[[ RECORDS FOR PROCESSING open ]]

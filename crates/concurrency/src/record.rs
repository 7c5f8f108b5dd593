//! Record chains
//!
//! A [`StateCell`] owns the chain of [`Record`]s for one mutable value. Each
//! record is one version of the value, stamped with the id of the frame that
//! wrote it. Reads pick the newest record the frame is allowed to see; the
//! first write in a frame gets a record of its own, every later write in the
//! same frame edits that record in place.
//!
//! ## Visibility
//!
//! A record stamped `r` is visible to a frame with id `f` and invalid set
//! `I` when `r != INVALID && r <= f && r ∉ I`. Of the visible records the one
//! with the largest stamp wins.
//!
//! ## Slot reuse
//!
//! Before growing the chain a writer looks for a slot nobody can read:
//! one discarded by an aborted frame, or the older of two records that every
//! open frame sees past. The chain therefore never holds more records than
//! there were distinct writing frames.
//!
//! Stamps are only comparable within one registry, so a cell is tied to the
//! registry of the frame that created it.

use crate::frame::Frame;
use crate::id_set::FrameIdSet;
use framestate_core::{Error, FrameId, Result, StateId};
use parking_lot::RwLock;
use smallvec::SmallVec;
use std::hash::{Hash, Hasher};
use std::sync::Arc;

/// One version of a cell's value
#[derive(Debug, Clone)]
pub(crate) struct Record<T> {
    frame_id: FrameId,
    value: T,
}

#[inline]
fn is_visible(stamp: FrameId, id: FrameId, invalid: &FrameIdSet) -> bool {
    !stamp.is_invalid() && stamp <= id && !invalid.contains(stamp)
}

fn readable_index<T>(records: &[Record<T>], id: FrameId, invalid: &FrameIdSet) -> Option<usize> {
    records
        .iter()
        .enumerate()
        .filter(|(_, r)| is_visible(r.frame_id, id, invalid))
        .max_by_key(|(_, r)| r.frame_id)
        .map(|(i, _)| i)
}

/// A slot no open or future frame can read: a discarded record, or the
/// older of two records that are both at or below `limit`
fn reusable_index<T>(records: &[Record<T>], limit: FrameId) -> Option<usize> {
    if let Some(discarded) = records.iter().position(|r| r.frame_id.is_invalid()) {
        return Some(discarded);
    }
    let mut shadowing: Option<usize> = None;
    for (i, record) in records.iter().enumerate() {
        if record.frame_id <= limit {
            match shadowing {
                None => shadowing = Some(i),
                Some(j) if record.frame_id < records[j].frame_id => return Some(i),
                Some(j) => return Some(j),
            }
        }
    }
    None
}

/// Type-erased view of a record chain
///
/// Frames track the state objects they wrote without knowing their payload
/// types; commit validation and abort go through this trait.
pub trait StateObject: Send + Sync {
    /// Identity of the state object
    fn state_id(&self) -> StateId;

    /// Stamp of the record a frame with `id` and `invalid` would read
    fn readable_stamp(&self, id: FrameId, invalid: &FrameIdSet) -> Option<FrameId>;

    /// Re-stamp every record written by `frames` as [`FrameId::INVALID`]
    fn discard(&self, frames: &[FrameId]);

    /// Number of records in the chain
    fn chain_len(&self) -> usize;
}

/// Shared handle to a [`StateObject`], hashed and compared by state id
#[derive(Clone)]
pub struct StateRef(Arc<dyn StateObject>);

impl StateRef {
    /// Identity of the referenced state object
    pub fn id(&self) -> StateId {
        self.0.state_id()
    }

    pub(crate) fn object(&self) -> &dyn StateObject {
        self.0.as_ref()
    }
}

impl PartialEq for StateRef {
    fn eq(&self, other: &Self) -> bool {
        self.id() == other.id()
    }
}

impl Eq for StateRef {}

impl Hash for StateRef {
    fn hash<H: Hasher>(&self, state: &mut H) {
        self.id().hash(state);
    }
}

impl std::fmt::Debug for StateRef {
    fn fmt(&self, f: &mut std::fmt::Formatter<'_>) -> std::fmt::Result {
        write!(f, "StateRef({})", self.id())
    }
}

struct Chain<T> {
    id: StateId,
    /// Registry whose frame ids stamp the records
    registry: u64,
    records: RwLock<SmallVec<[Record<T>; 2]>>,
}

impl<T: Send + Sync> StateObject for Chain<T> {
    fn state_id(&self) -> StateId {
        self.id
    }

    fn readable_stamp(&self, id: FrameId, invalid: &FrameIdSet) -> Option<FrameId> {
        let records = self.records.read();
        readable_index(&records, id, invalid).map(|i| records[i].frame_id)
    }

    fn discard(&self, frames: &[FrameId]) {
        let mut records = self.records.write();
        for record in records.iter_mut() {
            if frames.contains(&record.frame_id) {
                record.frame_id = FrameId::INVALID;
            }
        }
    }

    fn chain_len(&self) -> usize {
        self.records.read().len()
    }
}

/// A transactional mutable value
///
/// All access goes through a [`Frame`]: reads see the frame's point-in-time
/// view, writes stay private to the frame until it commits. Cloning the cell
/// clones the handle, not the value.
pub struct StateCell<T> {
    chain: Arc<Chain<T>>,
}

impl<T> Clone for StateCell<T> {
    fn clone(&self) -> Self {
        Self {
            chain: Arc::clone(&self.chain),
        }
    }
}

impl<T> std::fmt::Debug for StateCell<T> {
    fn fmt(&self, f: &mut std::fmt::Formatter<'_>) -> std::fmt::Result {
        f.debug_struct("StateCell")
            .field("id", &self.chain.id)
            .finish_non_exhaustive()
    }
}

impl<T: Clone + Send + Sync + 'static> StateCell<T> {
    /// Create a cell whose first record belongs to `frame`
    ///
    /// The cell becomes visible to other frames once `frame` commits. If
    /// `frame` aborts, the cell has no readable record and every later read
    /// fails with [`Error::NoRecordFound`].
    ///
    /// The cell can only be used with frames of the same registry; reads and
    /// writes through any other frame fail with [`Error::IllegalState`].
    pub fn new(frame: &mut Frame, value: T) -> Result<Self> {
        frame.check_writable()?;
        let mut records = SmallVec::new();
        records.push(Record {
            frame_id: frame.id(),
            value,
        });
        let cell = Self {
            chain: Arc::new(Chain {
                id: StateId::next(),
                registry: frame.registry_id(),
                records: RwLock::new(records),
            }),
        };
        frame.record_modified(cell.state_ref());
        Ok(cell)
    }

    /// Identity of this cell
    pub fn id(&self) -> StateId {
        self.chain.id
    }

    /// Number of records currently in the chain
    pub fn chain_len(&self) -> usize {
        self.chain.chain_len()
    }

    /// Read the value visible in `frame`
    pub fn get(&self, frame: &Frame) -> Result<T> {
        self.with(frame, T::clone)
    }

    /// Borrow the value visible in `frame`
    ///
    /// `f` runs under the chain's read lock and must not write to this cell.
    pub fn with<R>(&self, frame: &Frame, f: impl FnOnce(&T) -> R) -> Result<R> {
        self.check_registry(frame.registry_id())?;
        frame.notify_read(self.chain.id);
        self.read_at(frame.id(), frame.invalid(), f)
    }

    /// Replace the value in `frame`
    pub fn set(&self, frame: &mut Frame, value: T) -> Result<()> {
        self.update(frame, move |slot| *slot = value)
    }

    /// Edit the value in `frame`
    ///
    /// The first write in a frame copies the visible value into a record
    /// owned by the frame; later writes edit that record in place. `f` runs
    /// under the chain's write lock and must not touch this cell.
    pub fn update<R>(&self, frame: &mut Frame, f: impl FnOnce(&mut T) -> R) -> Result<R> {
        frame.check_writable()?;
        self.check_registry(frame.registry_id())?;
        let id = frame.id();
        let limit = frame.reuse_limit();
        let (result, first_write) = {
            let mut records = self.chain.records.write();
            let current = readable_index(&records, id, frame.invalid()).ok_or(
                Error::NoRecordFound {
                    state: self.chain.id,
                    frame: id,
                },
            )?;
            if records[current].frame_id == id {
                (f(&mut records[current].value), false)
            } else {
                let mut value = records[current].value.clone();
                let result = f(&mut value);
                let record = Record { frame_id: id, value };
                match limit.and_then(|limit| reusable_index(&records, limit)) {
                    Some(slot) => {
                        tracing::trace!(state = %self.chain.id, slot, frame_id = %id, "reusing record slot");
                        records[slot] = record;
                    }
                    None => records.push(record),
                }
                (result, true)
            }
        };
        if first_write {
            frame.record_modified(self.state_ref());
        }
        Ok(result)
    }

    /// Read through an explicit view, without read observers
    pub(crate) fn read_at<R>(
        &self,
        id: FrameId,
        invalid: &FrameIdSet,
        f: impl FnOnce(&T) -> R,
    ) -> Result<R> {
        let records = self.chain.records.read();
        let index = readable_index(&records, id, invalid).ok_or(Error::NoRecordFound {
            state: self.chain.id,
            frame: id,
        })?;
        Ok(f(&records[index].value))
    }

    pub(crate) fn check_registry(&self, registry: u64) -> Result<()> {
        if self.chain.registry != registry {
            return Err(Error::illegal_state(format!(
                "{} belongs to a different frame registry",
                self.chain.id
            )));
        }
        Ok(())
    }

    /// Type-erased handle for frame bookkeeping
    pub fn state_ref(&self) -> StateRef {
        StateRef(self.chain.clone())
    }
}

[[ RECORDS FOR PROCESSING closed ]]

For the word "NoRecordFound", go through the records and show each line that carries it.

    /// fails with [`Error::NoRecordFound`].
                Error::NoRecordFound {
        let index = readable_index(&records, id, invalid).ok_or(Error::NoRecordFound {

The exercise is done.